Inflation came in today at 2.4%, a level last seen in early 2021. Price growth today is less than a third of what it was during the worst of the inflation crisis. And there are signs this crisis may be over: the Federal Reserve has started to lower interest rates, signaling confidence that price stability and labor market strength are coming into balance. Californians have now weathered over three years of higher prices. While income has risen notably over that time, inflation has taken a big cut, leaving many just barely ahead of where they were in 2021.
Although Californians express pessimism about the economy, they report their own personal finances are relatively stable. In PPIC’s September Statewide Survey, 53% said they expect their personal financial situation to be about the same a year from now; 23% expect it to be stronger.
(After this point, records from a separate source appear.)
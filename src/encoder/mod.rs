//! Encoders turning a live capture stream into container chunks

pub mod backend;
pub mod ffmpeg;
pub mod mime;

pub use backend::{Encoder, EncoderError, EncoderEvent, EncoderFactory, EncoderOptions};
pub use ffmpeg::{FfmpegEncoder, FfmpegEncoderFactory};
pub use mime::{negotiate_mime_type, ContainerFormat};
This optimism may stem from the fact that household income in California is on the rise. Between 2021 and 2023, the median household saw income rise 13%, from about $85,000 to over $95,000, according to recently released Census Bureau data. That’s higher than in the US overall—both in the level and growth (the US median household earned about $78,000 in 2023). Pacific Islander/Native Hawaiian and Native American households saw the largest increases (21% and 19% growth at the median), followed by Black households (14%).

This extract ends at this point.